I wanted to know if we can use ES and SAN storage or to use the local Disqus
they are the right solution based on your experience please ?
We strongly recommend to use local storage whenever possible.
We ran several experiments with indexing streaming data to an Openstack VM cluster with no local storage. and performance was bad. It especially is bad with all IO bound operations (which most of indexing/searching is).
We were spending over 95% of the time waiting on IO operations to finish.
So yeah Local storage is a gajillion times better..
I understand that local disk is faster (provided engineered correctly) but a generalization that SAN sucks would imply what sort of subsystem? We have 90% of our working database environment on SAN storage of some sorts, most of it with <1.5ms response times. Is there some benchmarks you can point to that show even the best designed SAN disks under ES perform say 10x slower than an equivalent number of reasonably built local disks? In this case it would be VMware running over 8Gb FC to a bunch of DRAM/SSD/15k drives in a pool dedicated to the app.
If your SAN is much nicer than your local disks and you have gobs of clear bandwidth then it'll be faster. It adds an extra single point of failure but if everything you run is already on the SAN you probably have redundant heads and stuff and losing Elasticsearch wouldn't be your biggest problem if the SAN dropped.

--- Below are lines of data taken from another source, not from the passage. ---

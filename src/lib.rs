//! Price Sentinel
//!
//! Watches cryptocurrency prices for chat users and alerts them when a
//! favorite token moves by more than a threshold on their chosen exchange.
//!
//! # Architecture
//! ```text
//! ┌──────────────────────┐      ┌──────────────────────┐
//! │   CatalogRefresher   │      │    ChangeDetector    │
//! │   (every 10 min)     │      │    (every 5 min)     │
//! └──────────┬───────────┘      └──────────┬───────────┘
//!            │                             │ WatchStore / Notifier
//!            ▼                             ▼
//! ┌──────────────────────┐      ┌──────────────────────┐
//! │     PairCatalog      │◄─────│     PriceLookup      │◄── WatchlistService
//! │ Exchange -> symbols  │      │ catalog guard + route│
//! └──────────┬───────────┘      └──────────┬───────────┘
//!            │ fetch_pairs()               │ fetch_price()
//!            ▼                             ▼
//! ┌─────────────────────────────────────────────────────┐
//! │                  PriceFeed Trait                    │
//! │  Binance │ CoinGecko │ CoinMarketCap │ ByBit │ OKX  │
//! └─────────────────────────────────────────────────────┘
//! ```

pub mod catalog;
pub mod config;
pub mod detector;
pub mod error;
pub mod exchanges;
pub mod lookup;
pub mod models;
pub mod notifier;
pub mod price_feed;
pub mod refresher;
pub mod store;
pub mod watchlist;

// Re-export commonly used types
pub use catalog::{CatalogSnapshot, PairCatalog, RefreshReport};
pub use config::Config;
pub use detector::{relative_change_pct, ChangeDetector, CycleReport};
pub use error::{
    CatalogError,
    ConfigError,
    DeliveryError,
    SourceError,
    StoreError,
    ValidationError,
    WatchError,
};
pub use lookup::PriceLookup;
pub use models::{Exchange, LookupResult, PriceAlert, Symbol, UserId};
pub use notifier::{LogNotifier, Notifier, TelegramNotifier};
pub use price_feed::{HttpFetcher, MockPriceFeed, PriceFeed};
pub use refresher::CatalogRefresher;
pub use store::{JsonWatchStore, WatchStore};
pub use watchlist::{AddOutcome, FavoritesView, WatchlistService};

/// Version of the price watcher
pub const VERSION: &str = env!("CARGO_PKG_VERSION");

/// Name of the package
pub const NAME: &str = env!("CARGO_PKG_NAME");
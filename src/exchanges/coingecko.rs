//! CoinGecko simple price API, quoted in USD
//!
//! Lookups use the lowercased symbol as the coin id.

use async_trait::async_trait;
use rust_decimal::Decimal;
use serde::Deserialize;
use std::collections::{HashMap, HashSet};

use crate::error::SourceError;
use crate::models::{Exchange, LookupResult, Symbol};
use crate::price_feed::{classify, HttpFetcher, PriceFeed};

const PRICE_URL: &str = "https://api.coingecko.com/api/v3/simple/price";
const COINS_URL: &str = "https://api.coingecko.com/api/v3/coins/list";

#[derive(Debug, Deserialize)]
struct CoinQuote {
    usd: Option<Decimal>,
}

#[derive(Debug, Deserialize)]
struct CoinEntry {
    symbol: String,
}

fn parse_price(body: &str, id: &str) -> Result<LookupResult, SourceError> {
    let quotes: HashMap<String, CoinQuote> = serde_json::from_str(body)?;
    Ok(match quotes.get(id).and_then(|q| q.usd) {
        Some(price) => LookupResult::Price(price),
        None => LookupResult::PairNotFound,
    })
}

fn parse_pairs(body: &str) -> Result<HashSet<Symbol>, SourceError> {
    let coins: Vec<CoinEntry> = serde_json::from_str(body)?;
    Ok(coins
        .iter()
        .filter(|c| !c.symbol.trim().is_empty())
        .map(|c| Symbol::new(&c.symbol))
        .collect())
}

#[derive(Debug, Clone)]
pub struct CoinGeckoFeed {
    prices: HttpFetcher,
    listings: HttpFetcher,
}

impl CoinGeckoFeed {
    pub fn new(prices: HttpFetcher, listings: HttpFetcher) -> Self {
        CoinGeckoFeed { prices, listings }
    }

    async fn request_price(&self, symbol: &Symbol) -> Result<LookupResult, SourceError> {
        let id = symbol.to_lowercase();
        let query = [("ids", id.clone()), ("vs_currencies", "usd".to_string())];
        let body = self.prices.get_text(PRICE_URL, &query, &[]).await?;
        parse_price(&body, &id)
    }
}

#[async_trait]
impl PriceFeed for CoinGeckoFeed {
    fn exchange(&self) -> Exchange {
        Exchange::CoinGecko
    }

    async fn fetch_price(&self, symbol: &Symbol) -> LookupResult {
        classify(self.exchange(), symbol, self.request_price(symbol).await)
    }

    async fn fetch_pairs(&self) -> Result<HashSet<Symbol>, SourceError> {
        let body = self.listings.get_text(COINS_URL, &[], &[]).await?;
        parse_pairs(&body)
    }
}
//! refresher.rs - Background loop keeping the pair catalog current

use log::{error, info};
use std::sync::Arc;
use std::time::Duration;
use tokio::time::{Instant, MissedTickBehavior};

use crate::catalog::PairCatalog;

pub struct CatalogRefresher {
    catalog: Arc<PairCatalog>,
    period: Duration,
}

impl CatalogRefresher {
    pub fn new(catalog: Arc<PairCatalog>, period: Duration) -> Self {
        CatalogRefresher { catalog, period }
    }

    /// Refresh every `period` forever; the first refresh happens one period
    /// from now since startup already loaded the catalog
    pub async fn run(self) {
        let mut interval = tokio::time::interval_at(Instant::now() + self.period, self.period);
        interval.set_missed_tick_behavior(MissedTickBehavior::Delay);

        loop {
            interval.tick().await;
            self.refresh_once().await;
        }
    }

    /// Returns whether any exchange was refreshed
    pub async fn refresh_once(&self) -> bool {
        match self.catalog.refresh().await {
            Ok(report) => {
                info!(
                    "📊 Catalog now holds {} pairs ({} exchanges refreshed, {} stale)",
                    report.total_pairs,
                    report.refreshed.len(),
                    report.failed.len()
                );
                true
            }
            Err(e) => {
                error!("✗ Catalog refresh failed: {}", e);
                false
            }
        }
    }
}

#[cfg(test)]
mod tests {
    use super::*;
    use crate::models::{Exchange, Symbol};
    use crate::price_feed::{MockPriceFeed, PriceFeed};
    use rust_decimal_macros::dec;

    #[tokio::test]
    async fn test_refresh_once_survives_failure() {
        let feed = Arc::new(MockPriceFeed::new(Exchange::ByBit).with_price("BTC", dec!(1)));
        let catalog = Arc::new(PairCatalog::new(vec![feed.clone() as Arc<dyn PriceFeed>]));
        let refresher = CatalogRefresher::new(catalog.clone(), Duration::from_secs(600));

        assert!(refresher.refresh_once().await);

        feed.set_listing_fails(true);
        assert!(!refresher.refresh_once().await);
        assert!(catalog.is_valid(Exchange::ByBit, &Symbol::new("BTC")).await);
    }

    #[tokio::test(start_paused = true)]
    async fn test_loop_picks_up_new_pairs() {
        let feed = Arc::new(MockPriceFeed::new(Exchange::Binance).with_price("BTC", dec!(1)));
        let catalog = Arc::new(PairCatalog::new(vec![feed.clone() as Arc<dyn PriceFeed>]));
        catalog.refresh().await.unwrap();

        let task = tokio::spawn(CatalogRefresher::new(catalog.clone(), Duration::from_secs(600)).run());
        feed.set_price("PEPE", dec!(0.00001)).await;

        tokio::time::sleep(Duration::from_secs(601)).await;
        assert!(catalog.is_valid(Exchange::Binance, &Symbol::new("PEPE")).await);
        task.abort();
    }
}
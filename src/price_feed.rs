//! price_feed.rs - Price source abstraction
//!
//! Every exchange adapter implements [`PriceFeed`]; the HTTP plumbing they
//! share lives in [`HttpFetcher`].

use async_trait::async_trait;
use log::{debug, info, warn};
use reqwest::Client;
use rust_decimal::Decimal;
use std::collections::{HashMap, HashSet};
use std::str::FromStr;
use std::sync::atomic::{AtomicBool, AtomicUsize, Ordering};
use std::time::Duration;
use tokio::sync::RwLock;

use crate::error::SourceError;
use crate::models::{Exchange, LookupResult, Symbol};

/// Trait defining the interface for price feeds
#[async_trait]
pub trait PriceFeed: Send + Sync {
    /// Exchange served by this feed
    fn exchange(&self) -> Exchange;

    /// Current price of `symbol` against the exchange's reference quote currency
    async fn fetch_price(&self, symbol: &Symbol) -> LookupResult;

    /// Base symbols tradable against the reference quote currency
    async fn fetch_pairs(&self) -> Result<HashSet<Symbol>, SourceError>;
}

/// Collapse an adapter's internal result into the lookup taxonomy
pub(crate) fn classify(
    exchange: Exchange,
    symbol: &Symbol,
    result: Result<LookupResult, SourceError>,
) -> LookupResult {
    match result {
        Ok(LookupResult::Price(price)) => {
            info!("✓ {}: {} price = {}", exchange, symbol, price);
            LookupResult::Price(price)
        }
        Ok(other) => {
            debug!("{}: no price for {} ({})", exchange, symbol, other);
            other
        }
        Err(e) => {
            warn!("{}: price request for {} failed: {}", exchange, symbol, e);
            LookupResult::SourceUnavailable
        }
    }
}

/// Parse a numeric field that an API ships as a string
pub(crate) fn parse_decimal(field: &'static str, value: &str) -> Result<Decimal, SourceError> {
    Decimal::from_str(value.trim()).map_err(|_| SourceError::InvalidNumber {
        field,
        value: value.to_string(),
    })
}

/// Keep only `<BASE><suffix>` entries and strip the suffix
pub(crate) fn strip_quote_suffix<'a, I>(symbols: I, suffix: &str) -> HashSet<Symbol>
where
    I: IntoIterator<Item = &'a str>,
{
    symbols
        .into_iter()
        .filter_map(|s| s.strip_suffix(suffix))
        .filter(|base| !base.is_empty())
        .map(Symbol::new)
        .collect()
}

/// Shared GET-and-read-body client with a bounded per-request timeout
#[derive(Debug, Clone)]
pub struct HttpFetcher {
    client: Client,
}

impl HttpFetcher {
    pub fn new(timeout: Duration) -> Result<Self, SourceError> {
        let client = Client::builder().timeout(timeout).build()?;
        Ok(HttpFetcher { client })
    }

    /// GET `url` and return the body of a 2xx response
    pub async fn get_text(
        &self,
        url: &str,
        query: &[(&str, String)],
        headers: &[(&'static str, String)],
    ) -> Result<String, SourceError> {
        debug!("📡 GET {} {:?}", url, query);

        let mut request = self.client.get(url).query(query);
        for (name, value) in headers {
            request = request.header(*name, value);
        }

        let response = request.send().await?;
        let status = response.status();
        if !status.is_success() {
            return Err(SourceError::Status(status.as_u16()));
        }

        Ok(response.text().await?)
    }
}

// ============================================================================
// MockPriceFeed - For testing purposes
// ============================================================================

/// In-memory feed with call counting and switchable failures
#[derive(Debug)]
pub struct MockPriceFeed {
    exchange: Exchange,
    prices: RwLock<HashMap<Symbol, Decimal>>,
    listing_fails: AtomicBool,
    prices_fail: AtomicBool,
    price_calls: AtomicUsize,
}

impl MockPriceFeed {
    pub fn new(exchange: Exchange) -> Self {
        MockPriceFeed {
            exchange,
            prices: RwLock::new(HashMap::new()),
            listing_fails: AtomicBool::new(false),
            prices_fail: AtomicBool::new(false),
            price_calls: AtomicUsize::new(0),
        }
    }

    pub fn with_price(mut self, symbol: &str, price: Decimal) -> Self {
        self.prices.get_mut().insert(Symbol::new(symbol), price);
        self
    }

    pub async fn set_price(&self, symbol: &str, price: Decimal) {
        self.prices.write().await.insert(Symbol::new(symbol), price);
    }

    pub async fn delist(&self, symbol: &str) {
        self.prices.write().await.remove(&Symbol::new(symbol));
    }

    pub fn set_listing_fails(&self, fails: bool) {
        self.listing_fails.store(fails, Ordering::SeqCst);
    }

    pub fn set_prices_fail(&self, fails: bool) {
        self.prices_fail.store(fails, Ordering::SeqCst);
    }

    /// Number of `fetch_price` calls so far
    pub fn price_calls(&self) -> usize {
        self.price_calls.load(Ordering::SeqCst)
    }
}

#[async_trait]
impl PriceFeed for MockPriceFeed {
    fn exchange(&self) -> Exchange {
        self.exchange
    }

    async fn fetch_price(&self, symbol: &Symbol) -> LookupResult {
        self.price_calls.fetch_add(1, Ordering::SeqCst);
        if self.prices_fail.load(Ordering::SeqCst) {
            return LookupResult::SourceUnavailable;
        }
        match self.prices.read().await.get(symbol) {
            Some(price) => LookupResult::Price(*price),
            None => LookupResult::PairNotFound,
        }
    }

    async fn fetch_pairs(&self) -> Result<HashSet<Symbol>, SourceError> {
        if self.listing_fails.load(Ordering::SeqCst) {
            return Err(SourceError::Status(503));
        }
        let pairs: HashSet<Symbol> = self.prices.read().await.keys().cloned().collect();
        if pairs.is_empty() {
            return Err(SourceError::EmptyListing);
        }
        Ok(pairs)
    }
}
//! Silence generation: zero-sample buffers for gap and substitution clips.

use std::time::Duration;

use crate::types::samples_for_duration;

/// Generate `duration` worth of silence at `sample_rate`.
pub fn silence(duration: Duration, sample_rate: u32) -> Vec<f32> {
    vec![0.0; samples_for_duration(duration, sample_rate)]
}
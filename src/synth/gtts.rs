//! Google Translate text-to-speech client.
//!
//! Talks to the same `translate_tts` endpoint the gTTS library wraps: one GET
//! per text chunk, MP3 bytes back, decoded to PCM before they reach the
//! assembler. Text longer than the endpoint's query limit is split at
//! whitespace and the rendered chunks concatenated.

use std::time::Duration;

use reqwest::blocking::Client;

use crate::audio::{decoder, resample};
use crate::error::{ConvertError, ConvertResult};
use crate::synth::{SpeechSynthesizer, VoiceConfig};
use crate::types::RenderedClip;

const ENDPOINT: &str = "https://translate.google.com/translate_tts";
/// The endpoint rejects much longer queries; matches gTTS's chunking limit.
const MAX_CHUNK_CHARS: usize = 200;
const REQUEST_TIMEOUT: Duration = Duration::from_secs(30);

pub struct GoogleTranslateTts {
    client: Client,
    voice: VoiceConfig,
}

impl GoogleTranslateTts {
    pub fn new(voice: VoiceConfig) -> ConvertResult<Self> {
        let client = Client::builder()
            .user_agent(concat!("subvox/", env!("CARGO_PKG_VERSION")))
            .timeout(REQUEST_TIMEOUT)
            .build()
            .map_err(|err| ConvertError::synthesis("", err.to_string()))?;
        Ok(Self { client, voice })
    }

    fn fetch_chunk(&self, chunk: &str) -> ConvertResult<Vec<u8>> {
        let response = self
            .client
            .get(ENDPOINT)
            .query(&[
                ("ie", "UTF-8"),
                ("client", "tw-ob"),
                ("tl", self.voice.language.as_str()),
                ("q", chunk),
            ])
            .send()
            .map_err(|err| ConvertError::synthesis(chunk, err.to_string()))?;

        if !response.status().is_success() {
            return Err(ConvertError::synthesis(
                chunk,
                format!("endpoint returned {}", response.status()),
            ));
        }

        let bytes = response
            .bytes()
            .map_err(|err| ConvertError::synthesis(chunk, err.to_string()))?;
        Ok(bytes.to_vec())
    }
}

impl SpeechSynthesizer for GoogleTranslateTts {
    fn synthesize(&self, text: &str) -> ConvertResult<RenderedClip> {
        let mut samples = Vec::new();
        let mut sample_rate = 0u32;

        for chunk in split_text(text, MAX_CHUNK_CHARS) {
            let bytes = self.fetch_chunk(&chunk)?;
            let clip = decoder::decode_bytes(bytes, Some("mp3"))
                .map_err(|err| ConvertError::synthesis(&chunk, err.to_string()))?;
            if sample_rate == 0 {
                sample_rate = clip.sample_rate;
                samples = clip.samples;
            } else {
                let conformed = resample::conform_rate(clip, sample_rate);
                samples.extend(conformed.samples);
            }
        }

        if sample_rate == 0 {
            return Err(ConvertError::synthesis(text, "no audio rendered for text"));
        }
        Ok(RenderedClip {
            samples,
            sample_rate,
        })
    }
}

/// Split text at whitespace into chunks of at most `max_chars` characters.
///
/// A single word longer than the limit becomes its own chunk rather than
/// being cut mid-word.
fn split_text(text: &str, max_chars: usize) -> Vec<String> {
    let mut chunks = Vec::new();
    let mut current = String::new();
    let mut current_chars = 0usize;

    for word in text.split_whitespace() {
        let word_chars = word.chars().count();
        if current_chars > 0 && current_chars + 1 + word_chars > max_chars {
            chunks.push(std::mem::take(&mut current));
            current_chars = 0;
        }
        if current_chars > 0 {
            current.push(' ');
            current_chars += 1;
        }
        current.push_str(word);
        current_chars += word_chars;
    }
    if !current.is_empty() {
        chunks.push(current);
    }
    chunks
}
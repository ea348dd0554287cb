//! Subvox - subtitle-to-speech track conversion.
//!
//! Parses timestamped subtitle cues, synthesizes speech for each one, and
//! stitches the clips with computed silence gaps into a single track whose
//! wall-clock alignment follows the source subtitle timing.

pub mod audio;
pub mod error;
pub mod history;
pub mod subtitle;
pub mod synth;
pub mod timeline;
pub mod types;
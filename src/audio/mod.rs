pub mod decoder;
pub mod encoder;
pub mod resample;
pub mod silence;
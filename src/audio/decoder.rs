use std::io::Cursor;

use anyhow::{Context, Result};
use symphonia::core::audio::SampleBuffer;
use symphonia::core::codecs::{DecoderOptions, CODEC_TYPE_NULL};
use symphonia::core::errors::Error as SymphoniaError;
use symphonia::core::formats::FormatOptions;
use symphonia::core::io::MediaSourceStream;
use symphonia::core::meta::MetadataOptions;
use symphonia::core::probe::Hint;

use crate::types::RenderedClip;

/// Decode in-memory encoded audio (e.g. the MP3 bytes a remote synthesizer
/// returns) to mono f32 PCM in [-1.0, 1.0].
pub fn decode_bytes(bytes: Vec<u8>, extension: Option<&str>) -> Result<RenderedClip> {
    let mss = MediaSourceStream::new(Box::new(Cursor::new(bytes)), Default::default());

    let mut hint = Hint::new();
    if let Some(ext) = extension {
        hint.with_extension(ext);
    }

    let probed = symphonia::default::get_probe()
        .format(
            &hint,
            mss,
            &FormatOptions::default(),
            &MetadataOptions::default(),
        )
        .context("Failed to probe synthesized audio format")?;
    let mut format = probed.format;

    let track = format
        .tracks()
        .iter()
        .find(|t| t.codec_params.codec != CODEC_TYPE_NULL)
        .context("No audio track found in synthesized data")?;
    let track_id = track.id;
    let sample_rate = track
        .codec_params
        .sample_rate
        .context("Synthesized audio does not declare a sample rate")?;

    let mut decoder = symphonia::default::get_codecs()
        .make(&track.codec_params, &DecoderOptions::default())
        .context("Failed to create decoder for synthesized audio")?;

    let mut samples = Vec::new();
    let mut sample_buf: Option<SampleBuffer<f32>> = None;

    loop {
        let packet = match format.next_packet() {
            Ok(packet) => packet,
            Err(SymphoniaError::IoError(err))
                if err.kind() == std::io::ErrorKind::UnexpectedEof =>
            {
                // End of stream
                break;
            }
            Err(err) => return Err(err).context("Failed to read synthesized audio packet"),
        };

        if packet.track_id() != track_id {
            continue;
        }

        let decoded = decoder
            .decode(&packet)
            .context("Failed to decode synthesized audio packet")?;

        let spec = *decoded.spec();
        let capacity = decoded.capacity() as u64;
        let buf = sample_buf.get_or_insert_with(|| SampleBuffer::<f32>::new(capacity, spec));
        buf.copy_interleaved_ref(decoded);

        // Interleaved frames -> mono by channel averaging
        let channels = spec.channels.count().max(1);
        for frame in buf.samples().chunks_exact(channels) {
            samples.push(frame.iter().sum::<f32>() / channels as f32);
        }
    }

    Ok(RenderedClip {
        samples,
        sample_rate,
    })
}
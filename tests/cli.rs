//! CLI surface tests. Only paths that never reach the remote synthesizer are
//! exercised: argument validation, malformed input, and silence-only runs.

use assert_cmd::Command;
use predicates::prelude::*;
use std::fs;

fn subvox() -> Command {
    Command::cargo_bin("subvox").unwrap()
}

#[test]
fn missing_input_file_fails_with_diagnostic() {
    let dir = tempfile::tempdir().unwrap();
    subvox()
        .arg(dir.path().join("nope.srt"))
        .arg(dir.path().join("out.wav"))
        .assert()
        .failure()
        .stderr(predicate::str::contains("does not exist"));
}

#[test]
fn malformed_subtitle_aborts_before_output() {
    let dir = tempfile::tempdir().unwrap();
    let input = dir.path().join("bad.srt");
    fs::write(&input, "1\nthis line should be timestamps\nHello\n").unwrap();
    let output = dir.path().join("out.wav");

    subvox()
        .arg(&input)
        .arg(&output)
        .assert()
        .failure()
        .stderr(predicate::str::contains("malformed cue"));

    assert!(!output.exists());
}

#[test]
fn end_before_start_is_reported_with_the_cue_index() {
    let dir = tempfile::tempdir().unwrap();
    let input = dir.path().join("backwards.srt");
    fs::write(
        &input,
        "7\n00:00:10,000 --> 00:00:05,000\nBackwards\n",
    )
    .unwrap();

    subvox()
        .arg(&input)
        .arg(dir.path().join("out.wav"))
        .assert()
        .failure()
        .stderr(predicate::str::contains("cue block 7"));
}

#[test]
fn silence_only_subtitles_convert_without_network() {
    let dir = tempfile::tempdir().unwrap();
    let input = dir.path().join("quiet.srt");
    // Two blocks with no text lines: explicit silence requests.
    fs::write(
        &input,
        "1\n00:00:01,000 --> 00:00:02,000\n\n2\n00:00:03,000 --> 00:00:04,000\n\n",
    )
    .unwrap();
    let output = dir.path().join("quiet.wav");

    subvox()
        .arg(&input)
        .arg(&output)
        .arg("--sample-rate")
        .arg("8000")
        .assert()
        .success();

    let reader = hound::WavReader::open(&output).unwrap();
    assert_eq!(reader.spec().sample_rate, 8_000);
    // gap(0..1) + silence(1..2) + gap(2..3) + silence(3..4)
    assert_eq!(reader.len(), 4 * 8_000);

    let history = fs::read_to_string(dir.path().join("quiet.csv")).unwrap();
    assert_eq!(history.lines().count(), 5);
    assert!(history.lines().skip(1).all(|l| l.ends_with("<silence>")));
}

#[test]
fn save_clips_on_silence_only_run_writes_no_clip_files() {
    let dir = tempfile::tempdir().unwrap();
    let input = dir.path().join("quiet.srt");
    fs::write(&input, "1\n00:00:00,000 --> 00:00:01,000\n\n").unwrap();
    let output = dir.path().join("quiet.wav");

    subvox()
        .arg(&input)
        .arg(&output)
        .arg("--save-clips")
        .assert()
        .success()
        .stdout(predicate::str::contains("Saved 0 individual clips"));

    let clip_files = fs::read_dir(dir.path())
        .unwrap()
        .filter(|e| {
            e.as_ref()
                .unwrap()
                .file_name()
                .to_string_lossy()
                .contains("_clip_")
        })
        .count();
    assert_eq!(clip_files, 0);
}

#[test]
fn empty_subtitle_file_produces_empty_track() {
    let dir = tempfile::tempdir().unwrap();
    let input = dir.path().join("empty.srt");
    fs::write(&input, "").unwrap();
    let output = dir.path().join("empty.wav");

    subvox().arg(&input).arg(&output).assert().success();

    let reader = hound::WavReader::open(&output).unwrap();
    assert_eq!(reader.len(), 0);
}

#[test]
fn unknown_format_tag_is_rejected() {
    let dir = tempfile::tempdir().unwrap();
    let input = dir.path().join("in.srt");
    fs::write(&input, "").unwrap();

    subvox()
        .arg(&input)
        .arg(dir.path().join("out.mp3"))
        .arg("--format")
        .arg("mp3")
        .assert()
        .failure()
        .stderr(predicate::str::contains("invalid value"));
}

#[test]
fn profile_sources_conflict() {
    let dir = tempfile::tempdir().unwrap();
    let input = dir.path().join("in.srt");
    fs::write(&input, "").unwrap();

    subvox()
        .arg(&input)
        .arg(dir.path().join("out.wav"))
        .arg("--profile-json")
        .arg("{}")
        .arg("--profile-file")
        .arg("profile.json")
        .assert()
        .failure();
}

#[test]
fn invalid_profile_json_is_a_clean_failure() {
    let dir = tempfile::tempdir().unwrap();
    let input = dir.path().join("in.srt");
    fs::write(&input, "").unwrap();

    subvox()
        .arg(&input)
        .arg(dir.path().join("out.wav"))
        .arg("--profile-json")
        .arg("{not json")
        .assert()
        .failure()
        .stderr(predicate::str::contains("profile"));
}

Just make sure the SAN looks just like a physical disk. Don't use NFS or something that doesn't do local disk things. If you do that it'll probably be just like a local disk so I wouldn't worry too much. I'd be comfortable deploying that. But be warned when @jpountz tells you it isn't recommended. It isn't.
It's not recommended, but it'd be worth you testing it anyway so you can see why.
Ok.. the problem with "testing" the idea is the production location we will be deploying to is "logistically challenged" meaning it is a PITA to get things racked and deployed, so, the option of building a bunch of prod-ready physical nodes in a prod environment is easier thought than done. However, adding SSD drives to a SAN takes more time to cut a PO than actually install them in the array. The other thing I got to thinking was is there a way to disable the replica copies if we deploy ES on the SAN so that we are not storing copies of copies? Doing replica copies to SAN disks would logically imply crappier performance if whoever configured it didn't consider the RAID built into the SAN array. Regardless, we are considering the advice as noted.